Work order:
Given the material below, output exactly the lines from the line with "filename bins/server.rs" to the line with "common::utils::logging::init_logging_from_env();", both ends included, and no other lines.

****************

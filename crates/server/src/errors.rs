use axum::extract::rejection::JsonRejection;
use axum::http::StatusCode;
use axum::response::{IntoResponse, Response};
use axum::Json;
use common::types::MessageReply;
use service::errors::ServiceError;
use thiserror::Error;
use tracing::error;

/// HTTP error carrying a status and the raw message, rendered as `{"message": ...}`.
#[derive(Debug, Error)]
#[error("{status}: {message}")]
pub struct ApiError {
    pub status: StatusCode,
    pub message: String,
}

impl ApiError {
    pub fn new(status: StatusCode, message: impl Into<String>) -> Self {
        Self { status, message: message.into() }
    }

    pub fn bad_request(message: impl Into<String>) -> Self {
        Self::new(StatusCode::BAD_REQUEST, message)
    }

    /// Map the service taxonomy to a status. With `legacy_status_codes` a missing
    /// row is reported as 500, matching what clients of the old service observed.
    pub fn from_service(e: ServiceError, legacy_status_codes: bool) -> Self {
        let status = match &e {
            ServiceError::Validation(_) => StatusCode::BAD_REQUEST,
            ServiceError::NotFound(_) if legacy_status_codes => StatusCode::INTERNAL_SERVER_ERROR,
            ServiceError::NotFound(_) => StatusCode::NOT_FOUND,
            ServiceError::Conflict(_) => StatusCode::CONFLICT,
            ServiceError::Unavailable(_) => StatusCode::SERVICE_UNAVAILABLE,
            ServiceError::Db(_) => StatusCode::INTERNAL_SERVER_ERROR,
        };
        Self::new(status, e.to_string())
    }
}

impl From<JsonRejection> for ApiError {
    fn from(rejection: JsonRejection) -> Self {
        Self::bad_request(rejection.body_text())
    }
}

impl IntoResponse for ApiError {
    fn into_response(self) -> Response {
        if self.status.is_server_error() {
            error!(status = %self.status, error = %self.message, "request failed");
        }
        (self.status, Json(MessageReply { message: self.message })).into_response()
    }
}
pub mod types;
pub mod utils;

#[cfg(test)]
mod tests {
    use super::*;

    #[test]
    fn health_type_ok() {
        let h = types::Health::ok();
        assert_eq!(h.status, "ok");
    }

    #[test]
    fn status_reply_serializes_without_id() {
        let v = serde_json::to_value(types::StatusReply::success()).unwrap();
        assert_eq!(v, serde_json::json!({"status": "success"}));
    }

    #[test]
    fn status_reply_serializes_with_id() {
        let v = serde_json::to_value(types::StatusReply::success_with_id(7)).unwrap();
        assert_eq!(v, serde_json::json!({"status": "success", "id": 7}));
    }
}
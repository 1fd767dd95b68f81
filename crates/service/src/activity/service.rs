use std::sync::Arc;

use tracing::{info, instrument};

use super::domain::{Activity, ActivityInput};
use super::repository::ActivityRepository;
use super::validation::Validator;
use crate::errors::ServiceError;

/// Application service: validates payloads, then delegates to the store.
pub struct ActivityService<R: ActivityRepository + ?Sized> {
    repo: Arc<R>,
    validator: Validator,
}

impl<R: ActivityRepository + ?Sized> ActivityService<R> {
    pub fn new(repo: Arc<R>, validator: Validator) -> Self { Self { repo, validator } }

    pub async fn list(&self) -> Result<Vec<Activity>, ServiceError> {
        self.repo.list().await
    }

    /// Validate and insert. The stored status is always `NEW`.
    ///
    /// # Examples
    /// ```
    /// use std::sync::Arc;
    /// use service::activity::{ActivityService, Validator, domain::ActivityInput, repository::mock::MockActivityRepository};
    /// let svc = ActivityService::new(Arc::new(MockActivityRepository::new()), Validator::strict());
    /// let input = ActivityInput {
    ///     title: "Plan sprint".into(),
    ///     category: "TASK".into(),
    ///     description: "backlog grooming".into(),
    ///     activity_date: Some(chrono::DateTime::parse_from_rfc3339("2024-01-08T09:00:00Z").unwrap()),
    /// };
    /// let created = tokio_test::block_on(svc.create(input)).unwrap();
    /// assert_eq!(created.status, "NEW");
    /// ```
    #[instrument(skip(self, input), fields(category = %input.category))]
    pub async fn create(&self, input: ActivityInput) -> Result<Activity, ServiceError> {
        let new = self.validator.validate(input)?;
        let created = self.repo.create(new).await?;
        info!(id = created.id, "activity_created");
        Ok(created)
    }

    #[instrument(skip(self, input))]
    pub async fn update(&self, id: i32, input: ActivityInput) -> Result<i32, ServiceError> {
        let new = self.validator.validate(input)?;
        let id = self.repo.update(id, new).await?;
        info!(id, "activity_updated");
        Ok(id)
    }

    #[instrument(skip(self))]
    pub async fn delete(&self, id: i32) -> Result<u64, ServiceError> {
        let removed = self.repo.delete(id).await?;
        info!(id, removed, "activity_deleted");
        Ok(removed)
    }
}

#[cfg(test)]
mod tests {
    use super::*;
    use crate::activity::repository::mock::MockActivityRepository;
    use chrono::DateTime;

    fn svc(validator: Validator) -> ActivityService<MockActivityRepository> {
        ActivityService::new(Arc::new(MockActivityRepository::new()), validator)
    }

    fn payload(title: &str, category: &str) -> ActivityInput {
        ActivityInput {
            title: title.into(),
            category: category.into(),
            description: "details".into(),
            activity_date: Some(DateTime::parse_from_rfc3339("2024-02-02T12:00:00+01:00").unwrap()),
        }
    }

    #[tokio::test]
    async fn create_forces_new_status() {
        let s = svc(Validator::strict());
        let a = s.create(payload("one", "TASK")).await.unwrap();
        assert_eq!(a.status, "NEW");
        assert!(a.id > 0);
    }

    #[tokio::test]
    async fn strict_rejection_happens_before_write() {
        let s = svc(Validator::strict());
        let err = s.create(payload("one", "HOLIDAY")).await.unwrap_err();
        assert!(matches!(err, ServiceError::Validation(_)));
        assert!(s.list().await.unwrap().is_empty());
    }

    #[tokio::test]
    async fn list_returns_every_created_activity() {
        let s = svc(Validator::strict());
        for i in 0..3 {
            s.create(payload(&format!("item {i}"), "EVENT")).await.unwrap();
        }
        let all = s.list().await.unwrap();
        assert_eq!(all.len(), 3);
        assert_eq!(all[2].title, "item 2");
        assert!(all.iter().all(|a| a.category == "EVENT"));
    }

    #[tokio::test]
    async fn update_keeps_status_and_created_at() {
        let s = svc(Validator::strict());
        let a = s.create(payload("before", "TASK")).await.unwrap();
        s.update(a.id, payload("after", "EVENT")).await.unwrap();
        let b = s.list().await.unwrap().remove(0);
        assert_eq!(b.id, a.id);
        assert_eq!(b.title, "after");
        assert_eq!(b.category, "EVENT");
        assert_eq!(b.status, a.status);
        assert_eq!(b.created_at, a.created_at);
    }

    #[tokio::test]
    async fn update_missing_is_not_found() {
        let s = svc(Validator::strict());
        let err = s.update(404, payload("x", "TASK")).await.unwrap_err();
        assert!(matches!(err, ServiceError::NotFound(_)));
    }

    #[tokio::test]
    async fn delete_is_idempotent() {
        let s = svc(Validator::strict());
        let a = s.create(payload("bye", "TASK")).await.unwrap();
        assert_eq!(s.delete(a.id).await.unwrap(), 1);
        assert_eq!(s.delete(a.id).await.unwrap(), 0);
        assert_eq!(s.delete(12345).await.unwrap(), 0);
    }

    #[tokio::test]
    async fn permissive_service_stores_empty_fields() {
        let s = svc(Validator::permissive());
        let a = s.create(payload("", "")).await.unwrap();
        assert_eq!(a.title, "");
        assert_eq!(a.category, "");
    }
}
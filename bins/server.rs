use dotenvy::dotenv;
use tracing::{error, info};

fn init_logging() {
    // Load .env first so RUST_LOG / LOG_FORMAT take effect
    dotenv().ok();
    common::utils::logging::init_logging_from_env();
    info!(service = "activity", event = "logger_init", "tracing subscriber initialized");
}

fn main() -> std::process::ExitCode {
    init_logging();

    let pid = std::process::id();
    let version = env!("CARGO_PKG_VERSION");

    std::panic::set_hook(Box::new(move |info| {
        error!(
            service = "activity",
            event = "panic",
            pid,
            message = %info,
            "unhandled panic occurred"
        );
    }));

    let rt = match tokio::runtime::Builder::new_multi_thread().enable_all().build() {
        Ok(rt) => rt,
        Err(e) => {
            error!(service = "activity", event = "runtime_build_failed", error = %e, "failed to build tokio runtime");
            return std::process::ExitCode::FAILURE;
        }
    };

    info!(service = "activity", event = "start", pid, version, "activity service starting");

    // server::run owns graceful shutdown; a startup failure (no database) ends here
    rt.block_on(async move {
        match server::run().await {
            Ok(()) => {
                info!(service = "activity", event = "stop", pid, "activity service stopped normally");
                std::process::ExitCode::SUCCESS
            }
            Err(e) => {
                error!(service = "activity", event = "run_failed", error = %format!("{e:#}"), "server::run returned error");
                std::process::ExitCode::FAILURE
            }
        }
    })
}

****************

Reply to the exercise:
filename bins/server.rs
use dotenvy::dotenv;
use tracing::{error, info};

fn init_logging() {
    // Load .env first so RUST_LOG / LOG_FORMAT take effect
    dotenv().ok();
    common::utils::logging::init_logging_from_env();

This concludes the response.